No photos were allowed, and rightly so. There is a horse egg on display here, and I would have tried to sneak photos of it for sure if the rules hadn't required us to leave my camera and our phones inside a locker.
The majority of the museum is inside a restored watchtower, which is round—"conch-shaped" actually, though I'm not entirely sure what that means. The building itself, with its rickety floors and short ceilings, is over 300 years old but was renovated 40 years ago into the museum it is now.
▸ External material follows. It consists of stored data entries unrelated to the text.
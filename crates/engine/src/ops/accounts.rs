use chrono::Utc;
use sea_orm::{ActiveValue, QueryFilter, SqlErr, TransactionTrait, prelude::*};
use uuid::Uuid;

use crate::{
    Account, AccountPatch, EngineError, NewAccount, ResultEngine, password, products, sessions,
    users,
    util::{normalize_email, normalize_optional_text, normalize_required_text},
};

use super::{Engine, with_tx};

impl Engine {
    /// Register a new account. The email doubles as username.
    ///
    /// New accounts start with a zero balance and the buyer role unless
    /// another role is requested.
    pub async fn register(&self, new: NewAccount) -> ResultEngine<Account> {
        let email = normalize_email(&new.email)?;
        if new.password.is_empty() {
            return Err(EngineError::InvalidInput(
                "password must not be empty".to_string(),
            ));
        }

        let exists = users::Entity::find()
            .filter(users::Column::Email.eq(email.clone()))
            .one(&self.database)
            .await?
            .is_some();
        if exists {
            return Err(EngineError::ExistingKey(email));
        }

        let password_hash = password::hash_password(&new.password)?;
        let now = Utc::now();
        let account = Account {
            id: Uuid::new_v4(),
            username: email.clone(),
            email,
            full_name: normalize_optional_text(new.full_name.as_deref()),
            phone: normalize_optional_text(new.phone.as_deref()),
            role: new.role.unwrap_or_default(),
            deposit: 0,
            is_verified: true,
            created_at: now,
            updated_at: now,
        };

        users::ActiveModel {
            id: ActiveValue::Set(account.id.to_string()),
            email: ActiveValue::Set(account.email.clone()),
            username: ActiveValue::Set(account.username.clone()),
            full_name: ActiveValue::Set(account.full_name.clone()),
            phone: ActiveValue::Set(account.phone.clone()),
            password: ActiveValue::Set(password_hash),
            role: ActiveValue::Set(account.role.as_str().to_string()),
            deposit: ActiveValue::Set(0),
            is_verified: ActiveValue::Set(true),
            created_at: ActiveValue::Set(now),
            updated_at: ActiveValue::Set(now),
        }
        .insert(&self.database)
        .await
        .map_err(|err| match err.sql_err() {
            // A concurrent registration won the race past the lookup above.
            Some(SqlErr::UniqueConstraintViolation(_)) => {
                EngineError::ExistingKey(account.email.clone())
            }
            _ => err.into(),
        })?;

        tracing::info!(user_id = %account.id, role = %account.role, "account registered");
        Ok(account)
    }

    /// Check an email/password pair.
    ///
    /// Unknown email and wrong password fail the same way.
    pub async fn authenticate(&self, email: &str, password: &str) -> ResultEngine<Account> {
        let invalid = || EngineError::InvalidCredentials("invalid login credentials".to_string());
        let email = email.trim().to_lowercase();

        let model = users::Entity::find()
            .filter(users::Column::Email.eq(email))
            .one(&self.database)
            .await?
            .ok_or_else(invalid)?;
        if !password::verify_password(password, &model.password) {
            tracing::debug!(user_id = %model.id, "password mismatch");
            return Err(invalid());
        }
        if !model.is_verified {
            return Err(EngineError::InvalidCredentials(
                "account is not verified".to_string(),
            ));
        }

        Account::try_from(model)
    }

    pub async fn account(&self, user_id: Uuid) -> ResultEngine<Account> {
        self.require_account(&self.database, user_id).await
    }

    pub async fn account_by_email(&self, email: &str) -> ResultEngine<Account> {
        users::Entity::find()
            .filter(users::Column::Email.eq(email.trim().to_lowercase()))
            .one(&self.database)
            .await?
            .ok_or_else(|| EngineError::KeyNotFound("user not exists".to_string()))
            .and_then(Account::try_from)
    }

    /// Apply every field set in `patch` to the caller's own account.
    pub async fn update_account(
        &self,
        user_id: Uuid,
        patch: AccountPatch,
    ) -> ResultEngine<Account> {
        if patch.is_empty() {
            return Err(EngineError::InvalidInput(
                "provide at least one of full_name, phone or role".to_string(),
            ));
        }
        let mut account = self.require_account(&self.database, user_id).await?;

        let now = Utc::now();
        let mut active = users::ActiveModel {
            id: ActiveValue::Set(user_id.to_string()),
            updated_at: ActiveValue::Set(now),
            ..Default::default()
        };
        if let Some(full_name) = patch.full_name.as_deref() {
            let full_name = normalize_required_text(full_name, "full name")?;
            active.full_name = ActiveValue::Set(Some(full_name.clone()));
            account.full_name = Some(full_name);
        }
        if let Some(phone) = patch.phone.as_deref() {
            let phone = normalize_required_text(phone, "phone")?;
            active.phone = ActiveValue::Set(Some(phone.clone()));
            account.phone = Some(phone);
        }
        if let Some(role) = patch.role {
            active.role = ActiveValue::Set(role.as_str().to_string());
            account.role = role;
        }
        account.updated_at = now;

        active.update(&self.database).await.map_err(|err| match err {
            DbErr::RecordNotUpdated => EngineError::Persistence("user update failed".to_string()),
            other => other.into(),
        })?;

        tracing::info!(%user_id, role = %account.role, "account updated");
        Ok(account)
    }

    /// Delete the caller's account together with its sessions and the
    /// products it listed.
    pub async fn delete_account(&self, user_id: Uuid) -> ResultEngine<()> {
        let id = user_id.to_string();
        let deleted: ResultEngine<()> = with_tx!(self, |db_tx| {
            sessions::Entity::delete_many()
                .filter(sessions::Column::UserId.eq(id.clone()))
                .exec(&db_tx)
                .await?;
            products::Entity::delete_many()
                .filter(products::Column::SellerId.eq(id.clone()))
                .exec(&db_tx)
                .await?;
            let result = users::Entity::delete_by_id(id.clone()).exec(&db_tx).await?;
            if result.rows_affected == 0 {
                return Err(EngineError::Persistence("user delete failed".to_string()));
            }
            Ok(())
        });
        deleted?;

        tracing::info!(%user_id, "account deleted");
        Ok(())
    }
}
Tsering showed me alcoves where Bhutanese could once jump out at invading Tibetans, and "chop off their heads." I tried demonstrating but had no luck hiding. We also saw ancient thangkas and sculptures and weapons—all kinds of interesting things—before moving on to the fascinating masks on display in a modern building nearby.
Now I really wanted to take photos. All of the masks have meanings and are used in annual festivals.
Outside in the parking lot, two little kids were blowing a car horn inside their parent's vehicle. The parent was nowhere to be seen. Tsering looked disapprovingly at the kids, just as a security guard arrived to sternly chastize the kids. The kids guiltily stopped for about 20 seconds, then started blowing the horn again the second the guard's back was turned. Tsering and the guard chatted briefly.
"We are just wondering where their parents are," he explained.
We walked down the hill to go into a dzong, but it had closed for the evening. So we found Tobgay and went to check into the best room at the top of the Gangtey Palace Hotel, an hundred-year-old traditional Bhutanese aristocratic home and former palace that had been converted into a hotel.
The sun set and the lights came on in Paro, spotlighting the dzong and National Museum against the dark skyline.
All this beauty, culture, and kindness was too much for me. I was missing Bhutan already, and I still had a few more days here.